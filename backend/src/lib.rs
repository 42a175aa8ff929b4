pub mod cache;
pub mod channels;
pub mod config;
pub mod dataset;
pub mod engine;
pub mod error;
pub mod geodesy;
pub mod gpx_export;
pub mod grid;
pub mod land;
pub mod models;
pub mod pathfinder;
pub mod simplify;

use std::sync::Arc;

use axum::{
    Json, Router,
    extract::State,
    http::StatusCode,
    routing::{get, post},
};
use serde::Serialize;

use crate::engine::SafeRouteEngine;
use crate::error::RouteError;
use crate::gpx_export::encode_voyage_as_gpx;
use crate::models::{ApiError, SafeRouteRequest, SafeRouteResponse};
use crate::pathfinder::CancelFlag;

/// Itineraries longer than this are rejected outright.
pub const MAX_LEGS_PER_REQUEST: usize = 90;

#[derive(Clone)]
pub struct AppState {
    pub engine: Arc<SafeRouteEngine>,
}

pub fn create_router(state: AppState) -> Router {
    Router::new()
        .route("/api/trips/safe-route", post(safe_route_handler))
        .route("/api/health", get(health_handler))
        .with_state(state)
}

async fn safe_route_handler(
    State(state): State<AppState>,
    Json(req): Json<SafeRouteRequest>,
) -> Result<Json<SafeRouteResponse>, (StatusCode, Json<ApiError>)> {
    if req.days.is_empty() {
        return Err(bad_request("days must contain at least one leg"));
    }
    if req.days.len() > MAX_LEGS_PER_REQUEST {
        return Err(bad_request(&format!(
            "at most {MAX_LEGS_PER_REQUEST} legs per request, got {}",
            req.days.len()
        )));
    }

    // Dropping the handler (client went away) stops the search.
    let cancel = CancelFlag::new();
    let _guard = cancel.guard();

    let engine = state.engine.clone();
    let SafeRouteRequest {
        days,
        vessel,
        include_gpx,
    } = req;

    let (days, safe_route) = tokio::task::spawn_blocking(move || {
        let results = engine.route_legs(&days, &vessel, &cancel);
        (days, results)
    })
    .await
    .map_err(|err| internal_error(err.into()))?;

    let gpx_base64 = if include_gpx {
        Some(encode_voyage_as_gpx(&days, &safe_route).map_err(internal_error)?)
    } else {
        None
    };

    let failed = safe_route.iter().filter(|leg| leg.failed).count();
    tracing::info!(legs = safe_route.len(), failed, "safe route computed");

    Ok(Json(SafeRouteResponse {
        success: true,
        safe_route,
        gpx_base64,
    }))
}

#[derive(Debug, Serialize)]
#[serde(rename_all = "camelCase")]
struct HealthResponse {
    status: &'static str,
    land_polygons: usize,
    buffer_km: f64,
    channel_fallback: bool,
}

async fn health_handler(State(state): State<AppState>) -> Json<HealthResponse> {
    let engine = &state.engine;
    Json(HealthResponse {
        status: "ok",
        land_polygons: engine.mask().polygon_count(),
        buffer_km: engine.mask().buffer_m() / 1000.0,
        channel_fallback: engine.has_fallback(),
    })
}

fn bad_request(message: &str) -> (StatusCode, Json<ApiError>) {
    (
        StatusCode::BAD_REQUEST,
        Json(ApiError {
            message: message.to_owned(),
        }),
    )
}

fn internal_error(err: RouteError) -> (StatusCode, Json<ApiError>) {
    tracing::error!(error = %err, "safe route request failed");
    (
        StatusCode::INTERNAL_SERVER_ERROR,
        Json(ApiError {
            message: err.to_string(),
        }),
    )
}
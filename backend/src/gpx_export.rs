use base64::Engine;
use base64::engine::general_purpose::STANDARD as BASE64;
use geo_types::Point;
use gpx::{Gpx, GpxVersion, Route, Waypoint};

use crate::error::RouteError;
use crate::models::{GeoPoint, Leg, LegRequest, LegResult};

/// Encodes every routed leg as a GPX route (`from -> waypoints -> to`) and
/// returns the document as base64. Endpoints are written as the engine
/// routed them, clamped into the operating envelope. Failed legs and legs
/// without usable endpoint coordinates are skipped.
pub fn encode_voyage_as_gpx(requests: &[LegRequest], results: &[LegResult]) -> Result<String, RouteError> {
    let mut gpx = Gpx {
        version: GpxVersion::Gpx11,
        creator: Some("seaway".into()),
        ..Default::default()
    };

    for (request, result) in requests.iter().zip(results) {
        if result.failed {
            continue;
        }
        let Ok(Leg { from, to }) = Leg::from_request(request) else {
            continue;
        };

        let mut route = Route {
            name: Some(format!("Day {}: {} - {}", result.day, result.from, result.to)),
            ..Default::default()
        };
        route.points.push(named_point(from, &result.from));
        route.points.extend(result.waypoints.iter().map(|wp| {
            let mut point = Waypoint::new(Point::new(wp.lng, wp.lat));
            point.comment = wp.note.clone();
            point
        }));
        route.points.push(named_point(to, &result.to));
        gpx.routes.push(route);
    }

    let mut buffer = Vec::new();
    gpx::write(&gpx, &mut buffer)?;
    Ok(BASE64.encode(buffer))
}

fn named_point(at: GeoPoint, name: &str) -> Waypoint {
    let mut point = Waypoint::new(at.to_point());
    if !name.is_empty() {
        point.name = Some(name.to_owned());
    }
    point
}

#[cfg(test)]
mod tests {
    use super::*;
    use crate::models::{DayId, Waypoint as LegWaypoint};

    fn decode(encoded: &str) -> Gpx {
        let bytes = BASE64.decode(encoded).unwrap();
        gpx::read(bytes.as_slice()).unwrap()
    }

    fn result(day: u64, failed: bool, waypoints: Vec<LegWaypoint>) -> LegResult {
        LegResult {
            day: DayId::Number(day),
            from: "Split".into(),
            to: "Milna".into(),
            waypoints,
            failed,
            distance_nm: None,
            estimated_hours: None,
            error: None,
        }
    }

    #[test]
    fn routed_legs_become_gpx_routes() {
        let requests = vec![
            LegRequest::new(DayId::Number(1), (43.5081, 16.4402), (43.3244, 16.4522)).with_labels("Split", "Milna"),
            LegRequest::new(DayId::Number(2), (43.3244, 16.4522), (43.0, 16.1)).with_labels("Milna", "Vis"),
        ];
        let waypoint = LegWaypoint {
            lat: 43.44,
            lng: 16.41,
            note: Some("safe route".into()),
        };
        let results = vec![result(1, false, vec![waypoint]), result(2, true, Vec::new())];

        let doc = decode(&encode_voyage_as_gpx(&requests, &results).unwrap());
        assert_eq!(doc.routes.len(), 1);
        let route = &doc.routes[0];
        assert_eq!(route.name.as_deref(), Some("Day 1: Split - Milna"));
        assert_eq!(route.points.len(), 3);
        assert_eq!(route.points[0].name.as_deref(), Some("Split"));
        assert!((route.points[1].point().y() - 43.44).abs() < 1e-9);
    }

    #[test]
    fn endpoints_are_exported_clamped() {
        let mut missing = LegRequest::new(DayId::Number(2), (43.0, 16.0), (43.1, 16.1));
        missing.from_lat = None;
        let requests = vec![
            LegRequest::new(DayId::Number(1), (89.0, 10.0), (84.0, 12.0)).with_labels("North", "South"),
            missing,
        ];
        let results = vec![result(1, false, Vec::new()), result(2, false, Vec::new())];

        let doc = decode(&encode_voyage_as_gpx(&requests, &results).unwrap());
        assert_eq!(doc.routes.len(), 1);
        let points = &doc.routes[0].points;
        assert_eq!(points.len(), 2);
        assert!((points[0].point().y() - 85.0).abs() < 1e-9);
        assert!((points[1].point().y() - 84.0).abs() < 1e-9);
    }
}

---

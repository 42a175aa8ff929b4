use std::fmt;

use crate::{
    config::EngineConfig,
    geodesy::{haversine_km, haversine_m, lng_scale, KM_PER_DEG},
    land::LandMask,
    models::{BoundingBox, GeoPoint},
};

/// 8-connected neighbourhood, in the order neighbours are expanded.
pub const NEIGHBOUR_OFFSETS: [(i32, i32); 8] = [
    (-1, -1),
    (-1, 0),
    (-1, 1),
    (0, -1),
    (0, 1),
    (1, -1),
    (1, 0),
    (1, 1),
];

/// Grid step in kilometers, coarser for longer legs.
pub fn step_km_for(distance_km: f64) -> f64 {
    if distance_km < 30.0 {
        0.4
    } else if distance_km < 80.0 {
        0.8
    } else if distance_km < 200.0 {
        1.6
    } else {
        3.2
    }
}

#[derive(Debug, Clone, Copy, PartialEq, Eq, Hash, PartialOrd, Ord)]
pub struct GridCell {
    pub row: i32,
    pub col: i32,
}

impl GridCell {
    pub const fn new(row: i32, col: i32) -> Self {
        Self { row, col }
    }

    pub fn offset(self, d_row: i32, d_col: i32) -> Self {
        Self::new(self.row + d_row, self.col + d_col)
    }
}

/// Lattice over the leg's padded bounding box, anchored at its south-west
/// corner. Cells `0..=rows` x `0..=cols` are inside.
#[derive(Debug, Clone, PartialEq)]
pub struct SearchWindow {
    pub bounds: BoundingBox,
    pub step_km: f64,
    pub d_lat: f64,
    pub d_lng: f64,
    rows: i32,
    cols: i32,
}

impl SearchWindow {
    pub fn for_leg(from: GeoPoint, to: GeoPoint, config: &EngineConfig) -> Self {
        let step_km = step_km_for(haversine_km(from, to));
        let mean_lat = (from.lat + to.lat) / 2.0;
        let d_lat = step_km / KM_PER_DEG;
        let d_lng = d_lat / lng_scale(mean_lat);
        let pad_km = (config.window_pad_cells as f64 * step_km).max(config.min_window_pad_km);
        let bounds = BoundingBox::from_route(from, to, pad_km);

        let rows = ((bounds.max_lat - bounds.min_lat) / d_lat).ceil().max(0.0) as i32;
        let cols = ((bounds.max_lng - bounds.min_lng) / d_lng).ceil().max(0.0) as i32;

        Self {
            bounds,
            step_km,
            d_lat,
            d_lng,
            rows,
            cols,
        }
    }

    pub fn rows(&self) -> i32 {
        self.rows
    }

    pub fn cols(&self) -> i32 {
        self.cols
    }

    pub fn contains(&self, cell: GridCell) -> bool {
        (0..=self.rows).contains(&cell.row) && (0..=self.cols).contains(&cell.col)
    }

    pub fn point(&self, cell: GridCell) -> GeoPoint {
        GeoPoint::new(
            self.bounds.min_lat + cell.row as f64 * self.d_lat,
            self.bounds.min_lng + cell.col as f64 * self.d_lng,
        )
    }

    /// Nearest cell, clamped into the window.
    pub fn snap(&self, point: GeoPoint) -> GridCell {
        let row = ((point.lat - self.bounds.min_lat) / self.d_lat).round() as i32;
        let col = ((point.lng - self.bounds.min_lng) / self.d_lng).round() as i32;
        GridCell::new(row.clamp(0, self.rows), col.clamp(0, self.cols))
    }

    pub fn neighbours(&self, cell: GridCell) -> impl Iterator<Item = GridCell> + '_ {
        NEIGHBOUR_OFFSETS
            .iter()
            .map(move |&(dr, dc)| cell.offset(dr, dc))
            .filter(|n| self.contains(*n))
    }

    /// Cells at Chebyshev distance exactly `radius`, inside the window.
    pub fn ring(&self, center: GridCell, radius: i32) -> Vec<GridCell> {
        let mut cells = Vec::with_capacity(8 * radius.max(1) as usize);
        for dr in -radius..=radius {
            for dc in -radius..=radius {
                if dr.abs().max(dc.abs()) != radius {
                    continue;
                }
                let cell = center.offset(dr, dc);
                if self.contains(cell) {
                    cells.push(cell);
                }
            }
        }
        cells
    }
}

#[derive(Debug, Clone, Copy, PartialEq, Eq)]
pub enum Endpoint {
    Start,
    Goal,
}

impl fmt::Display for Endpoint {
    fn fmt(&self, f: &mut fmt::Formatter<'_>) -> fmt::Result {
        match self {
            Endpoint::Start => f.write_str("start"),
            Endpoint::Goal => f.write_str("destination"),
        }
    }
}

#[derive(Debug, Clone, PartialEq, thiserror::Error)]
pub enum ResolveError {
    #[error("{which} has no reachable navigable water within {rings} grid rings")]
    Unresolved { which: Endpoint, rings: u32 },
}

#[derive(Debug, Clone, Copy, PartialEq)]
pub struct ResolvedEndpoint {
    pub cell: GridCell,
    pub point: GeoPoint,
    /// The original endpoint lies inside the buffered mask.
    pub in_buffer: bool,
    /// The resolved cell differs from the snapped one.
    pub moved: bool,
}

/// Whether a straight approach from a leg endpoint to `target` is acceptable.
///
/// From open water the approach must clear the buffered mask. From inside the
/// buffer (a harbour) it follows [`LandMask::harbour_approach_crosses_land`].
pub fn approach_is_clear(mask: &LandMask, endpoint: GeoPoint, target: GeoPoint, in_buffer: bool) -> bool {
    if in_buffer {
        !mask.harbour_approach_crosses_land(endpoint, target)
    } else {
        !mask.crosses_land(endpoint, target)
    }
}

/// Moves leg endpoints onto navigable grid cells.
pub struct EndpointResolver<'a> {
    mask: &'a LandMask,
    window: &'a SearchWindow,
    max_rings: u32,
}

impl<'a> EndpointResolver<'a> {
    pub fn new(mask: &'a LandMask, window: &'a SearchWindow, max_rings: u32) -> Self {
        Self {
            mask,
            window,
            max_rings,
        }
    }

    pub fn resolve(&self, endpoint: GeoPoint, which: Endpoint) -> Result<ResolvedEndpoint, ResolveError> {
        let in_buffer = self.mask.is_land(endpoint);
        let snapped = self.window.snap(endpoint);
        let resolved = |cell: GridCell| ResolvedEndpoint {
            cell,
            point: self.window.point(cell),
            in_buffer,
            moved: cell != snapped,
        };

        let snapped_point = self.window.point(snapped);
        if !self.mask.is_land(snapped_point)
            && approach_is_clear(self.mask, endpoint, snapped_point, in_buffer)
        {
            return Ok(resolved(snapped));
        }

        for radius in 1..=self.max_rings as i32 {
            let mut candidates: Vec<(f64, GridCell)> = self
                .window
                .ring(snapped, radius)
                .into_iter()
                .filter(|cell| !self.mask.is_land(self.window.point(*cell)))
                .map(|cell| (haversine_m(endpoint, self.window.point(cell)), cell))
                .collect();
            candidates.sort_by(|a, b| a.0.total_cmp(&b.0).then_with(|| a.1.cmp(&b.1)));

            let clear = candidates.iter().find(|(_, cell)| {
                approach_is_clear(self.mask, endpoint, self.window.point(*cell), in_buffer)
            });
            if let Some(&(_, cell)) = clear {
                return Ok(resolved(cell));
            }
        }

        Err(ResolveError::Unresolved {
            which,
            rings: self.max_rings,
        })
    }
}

---

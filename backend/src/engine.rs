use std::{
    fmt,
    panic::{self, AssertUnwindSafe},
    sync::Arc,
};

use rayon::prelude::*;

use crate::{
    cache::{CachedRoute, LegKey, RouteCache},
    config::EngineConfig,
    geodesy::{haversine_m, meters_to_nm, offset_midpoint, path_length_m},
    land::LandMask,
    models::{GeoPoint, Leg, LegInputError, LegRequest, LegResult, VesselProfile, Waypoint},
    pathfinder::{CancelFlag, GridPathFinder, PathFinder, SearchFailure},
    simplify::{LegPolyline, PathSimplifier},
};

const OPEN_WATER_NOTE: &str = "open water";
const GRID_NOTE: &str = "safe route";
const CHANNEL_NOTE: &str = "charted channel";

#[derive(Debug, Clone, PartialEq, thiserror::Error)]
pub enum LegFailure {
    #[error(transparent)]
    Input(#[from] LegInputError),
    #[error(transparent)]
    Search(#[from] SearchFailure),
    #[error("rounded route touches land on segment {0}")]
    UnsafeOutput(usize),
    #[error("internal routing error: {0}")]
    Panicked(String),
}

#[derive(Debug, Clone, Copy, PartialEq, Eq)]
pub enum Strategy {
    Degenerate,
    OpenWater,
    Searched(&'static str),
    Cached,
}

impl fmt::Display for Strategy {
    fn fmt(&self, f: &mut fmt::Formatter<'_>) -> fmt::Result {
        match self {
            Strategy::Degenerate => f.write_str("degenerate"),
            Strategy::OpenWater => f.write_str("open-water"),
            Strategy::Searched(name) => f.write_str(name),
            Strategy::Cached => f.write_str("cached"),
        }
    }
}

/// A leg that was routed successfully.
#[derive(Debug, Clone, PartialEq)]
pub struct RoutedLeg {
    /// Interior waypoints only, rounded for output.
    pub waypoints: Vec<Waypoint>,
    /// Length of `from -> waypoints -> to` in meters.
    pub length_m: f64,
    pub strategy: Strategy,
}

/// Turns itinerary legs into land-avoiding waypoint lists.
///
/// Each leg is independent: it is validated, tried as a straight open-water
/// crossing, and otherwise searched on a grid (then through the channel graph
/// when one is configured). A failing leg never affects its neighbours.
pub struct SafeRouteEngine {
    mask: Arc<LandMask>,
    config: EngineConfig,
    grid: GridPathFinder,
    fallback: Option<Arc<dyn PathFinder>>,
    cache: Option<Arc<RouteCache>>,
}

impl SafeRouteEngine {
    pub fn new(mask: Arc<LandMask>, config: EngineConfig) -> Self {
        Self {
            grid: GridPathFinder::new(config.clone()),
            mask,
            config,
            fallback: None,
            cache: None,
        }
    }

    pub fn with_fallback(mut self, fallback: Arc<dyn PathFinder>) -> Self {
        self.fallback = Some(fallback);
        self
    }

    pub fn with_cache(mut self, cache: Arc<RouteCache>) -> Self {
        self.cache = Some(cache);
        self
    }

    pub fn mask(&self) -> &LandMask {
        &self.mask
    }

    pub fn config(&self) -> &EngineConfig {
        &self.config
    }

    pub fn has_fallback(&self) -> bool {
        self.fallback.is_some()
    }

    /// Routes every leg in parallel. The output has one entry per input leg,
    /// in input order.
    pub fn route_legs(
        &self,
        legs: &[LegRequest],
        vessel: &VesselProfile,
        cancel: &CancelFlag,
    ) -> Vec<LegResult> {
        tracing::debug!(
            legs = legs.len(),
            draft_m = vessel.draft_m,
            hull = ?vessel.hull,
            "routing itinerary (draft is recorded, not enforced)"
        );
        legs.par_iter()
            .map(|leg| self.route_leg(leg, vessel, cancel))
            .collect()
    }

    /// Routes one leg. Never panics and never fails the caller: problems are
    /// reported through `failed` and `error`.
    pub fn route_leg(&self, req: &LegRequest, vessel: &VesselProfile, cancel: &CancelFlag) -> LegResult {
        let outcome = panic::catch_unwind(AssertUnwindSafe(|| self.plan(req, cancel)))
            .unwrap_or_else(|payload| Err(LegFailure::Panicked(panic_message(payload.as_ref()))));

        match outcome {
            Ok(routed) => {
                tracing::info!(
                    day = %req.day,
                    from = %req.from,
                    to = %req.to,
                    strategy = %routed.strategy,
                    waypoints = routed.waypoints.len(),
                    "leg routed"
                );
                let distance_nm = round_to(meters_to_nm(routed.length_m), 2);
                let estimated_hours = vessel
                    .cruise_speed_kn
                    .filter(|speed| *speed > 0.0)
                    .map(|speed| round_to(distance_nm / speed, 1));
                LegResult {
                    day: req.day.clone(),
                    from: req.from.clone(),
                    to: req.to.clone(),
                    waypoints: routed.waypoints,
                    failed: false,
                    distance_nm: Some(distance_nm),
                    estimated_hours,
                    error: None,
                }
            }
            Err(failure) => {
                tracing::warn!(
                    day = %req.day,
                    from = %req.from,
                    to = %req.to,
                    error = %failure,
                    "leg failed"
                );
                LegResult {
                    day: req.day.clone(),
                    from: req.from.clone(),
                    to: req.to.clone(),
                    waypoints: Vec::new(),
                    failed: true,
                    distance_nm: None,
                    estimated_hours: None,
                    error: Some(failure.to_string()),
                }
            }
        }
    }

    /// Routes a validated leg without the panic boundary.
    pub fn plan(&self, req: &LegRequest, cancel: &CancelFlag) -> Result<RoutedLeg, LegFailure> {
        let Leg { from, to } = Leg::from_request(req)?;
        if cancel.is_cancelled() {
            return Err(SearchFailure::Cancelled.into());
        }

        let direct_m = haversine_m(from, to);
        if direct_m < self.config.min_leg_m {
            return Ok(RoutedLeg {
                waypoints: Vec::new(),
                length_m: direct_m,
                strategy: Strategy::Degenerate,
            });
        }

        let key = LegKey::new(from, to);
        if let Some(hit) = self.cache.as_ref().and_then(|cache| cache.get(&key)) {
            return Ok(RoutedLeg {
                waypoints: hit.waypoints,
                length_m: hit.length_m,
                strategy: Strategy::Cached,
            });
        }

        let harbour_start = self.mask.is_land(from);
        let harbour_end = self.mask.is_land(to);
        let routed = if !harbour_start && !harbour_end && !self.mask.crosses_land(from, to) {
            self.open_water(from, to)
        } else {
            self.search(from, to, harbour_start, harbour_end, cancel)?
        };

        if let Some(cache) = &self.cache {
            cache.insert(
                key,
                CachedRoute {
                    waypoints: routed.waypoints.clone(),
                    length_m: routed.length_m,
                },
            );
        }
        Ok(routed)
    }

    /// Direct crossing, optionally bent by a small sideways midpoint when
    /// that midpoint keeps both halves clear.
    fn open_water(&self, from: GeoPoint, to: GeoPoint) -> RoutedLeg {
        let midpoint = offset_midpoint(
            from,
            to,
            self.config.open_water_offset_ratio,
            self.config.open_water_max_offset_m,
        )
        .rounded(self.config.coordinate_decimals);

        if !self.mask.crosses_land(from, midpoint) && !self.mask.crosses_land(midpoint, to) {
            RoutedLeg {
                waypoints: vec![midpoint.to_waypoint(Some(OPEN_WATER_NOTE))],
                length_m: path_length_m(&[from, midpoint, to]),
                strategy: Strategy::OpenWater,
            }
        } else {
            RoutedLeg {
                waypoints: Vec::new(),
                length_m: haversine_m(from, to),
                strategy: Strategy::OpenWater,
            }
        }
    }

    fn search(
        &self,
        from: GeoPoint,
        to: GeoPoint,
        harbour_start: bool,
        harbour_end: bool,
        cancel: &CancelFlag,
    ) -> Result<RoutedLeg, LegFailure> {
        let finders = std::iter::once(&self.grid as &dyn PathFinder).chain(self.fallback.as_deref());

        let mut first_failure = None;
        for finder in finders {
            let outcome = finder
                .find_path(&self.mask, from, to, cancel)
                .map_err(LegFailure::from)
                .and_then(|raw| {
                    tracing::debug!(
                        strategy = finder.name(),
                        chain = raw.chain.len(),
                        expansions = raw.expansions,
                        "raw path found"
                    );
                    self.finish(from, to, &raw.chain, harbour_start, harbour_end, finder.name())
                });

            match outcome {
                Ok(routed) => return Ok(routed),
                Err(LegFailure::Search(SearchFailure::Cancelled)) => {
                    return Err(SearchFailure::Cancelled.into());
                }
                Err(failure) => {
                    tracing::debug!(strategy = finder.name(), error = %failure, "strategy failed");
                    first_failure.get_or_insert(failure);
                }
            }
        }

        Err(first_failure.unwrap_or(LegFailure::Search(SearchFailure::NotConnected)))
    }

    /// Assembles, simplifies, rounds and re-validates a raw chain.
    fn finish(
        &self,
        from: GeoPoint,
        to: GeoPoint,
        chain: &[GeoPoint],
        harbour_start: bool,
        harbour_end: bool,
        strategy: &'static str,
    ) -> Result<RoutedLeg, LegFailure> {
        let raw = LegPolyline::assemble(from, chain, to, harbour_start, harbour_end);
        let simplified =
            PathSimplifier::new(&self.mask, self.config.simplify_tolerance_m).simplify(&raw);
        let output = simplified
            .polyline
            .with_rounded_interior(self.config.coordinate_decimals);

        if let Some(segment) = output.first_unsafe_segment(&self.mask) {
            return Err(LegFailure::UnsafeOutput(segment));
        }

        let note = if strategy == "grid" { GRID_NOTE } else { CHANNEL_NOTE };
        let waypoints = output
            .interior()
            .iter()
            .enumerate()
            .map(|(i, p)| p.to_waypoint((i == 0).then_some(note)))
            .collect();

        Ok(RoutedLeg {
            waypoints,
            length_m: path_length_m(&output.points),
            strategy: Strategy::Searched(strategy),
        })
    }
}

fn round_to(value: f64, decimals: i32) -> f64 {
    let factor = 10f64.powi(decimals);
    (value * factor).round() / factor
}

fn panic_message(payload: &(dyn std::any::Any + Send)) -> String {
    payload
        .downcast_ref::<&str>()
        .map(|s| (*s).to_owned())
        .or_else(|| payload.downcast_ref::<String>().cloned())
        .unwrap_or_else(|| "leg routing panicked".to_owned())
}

WHAT THIS TASK INVOLVES:
Every line above that holds the string "must" should be copied into the answer.

ANSWER TO THIS PROBLEM:
        return Err(bad_request("days must contain at least one leg"));
/// From open water the approach must clear the buffered mask. From inside the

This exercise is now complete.